High-dimensional fiber based quantum key distribution with twisted photons

Quantum key distribution (QKD), a branch of Quantum Communications (QCs), provides ultimate security based on quantum mechanics laws [1,2]. Essential challenges of most QKD systems are the relatively short propagation distances and the low transmittable bit rates. A fundamental way to overcome these issues is represented by high-dimensional (HiD) quantum states, which allow increased information capacity and higher robustness against channel noise.
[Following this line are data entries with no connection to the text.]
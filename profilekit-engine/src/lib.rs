//! Profile persistence for tagged host fields.
//!
//! A profile is the set of a host object's fields carrying one [`Tag`]. The
//! [`ProfileEngine`] can:
//! - **save** them to a line-oriented text record (`name?value`, one per line)
//! - **load** a record back onto a host through its registered mutators
//! - **clear** them to their defaults (`""` for text, `false` for booleans)
//!
//! # Error policy
//!
//! - I/O failures, an unusable field table and unsupported field types are
//!   returned as [`ProfileError`].
//! - During load, the first malformed line is reported on the
//!   [`DiagnosticSink`] and stops the load. Earlier lines stay applied.
//! - During load and clear, a mutator that rejects its value is reported and
//!   skipped.
//!
//! # Record format
//!
//! ```text
//! name?Ann
//! active?true
//! ```
//!
//! Values are not escaped. A value containing the separator cannot be loaded
//! back.
//!
//! [`Tag`]: profilekit_model::Tag

mod config;
mod diagnostics;
mod engine;
mod error;
mod location;
mod record;

pub use config::{DEFAULT_EXTENSION, DEFAULT_SEPARATOR, ProfileConfig};
pub use diagnostics::{
    CollectingDiagnostics, DiagnosticSink, GENERAL_ERROR, StderrDiagnostics, TracingDiagnostics,
};
pub use engine::ProfileEngine;
pub use error::{MalformedRecord, ProfileError, ProfileResult};
pub use location::{ILLEGAL_NAME_CHARS, ProfileLocation};
pub use record::{ProfileRecord, RecordEntry};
This higher information efficiency has the benefit of increasing the robustness to channel noise, resulting in an increased error threshold [3–5]. The generation, transmission and detection of high-dimensional quantum states is very challenging and only a few experimental realizations have been achieved for Hi-D QC protocols [6,12]. Using the orbital angular momentum (OAM) of light is promising, as it provides a natural discrete Hi-D basis for quantum states [13]. However, OAM fiber transmission with more than two modes has only been used for classical communication so far [14]. We experimentally demonstrate the first transmission of Hi-D quantum states, encoded in four OAM modes and their superposition, over a 1.2 km long OAM fiber, by implementing a real-time decoy-state Hi-D QKD protocol, demonstrating the highest secret key rate and the longest transmission distance presented to date [15].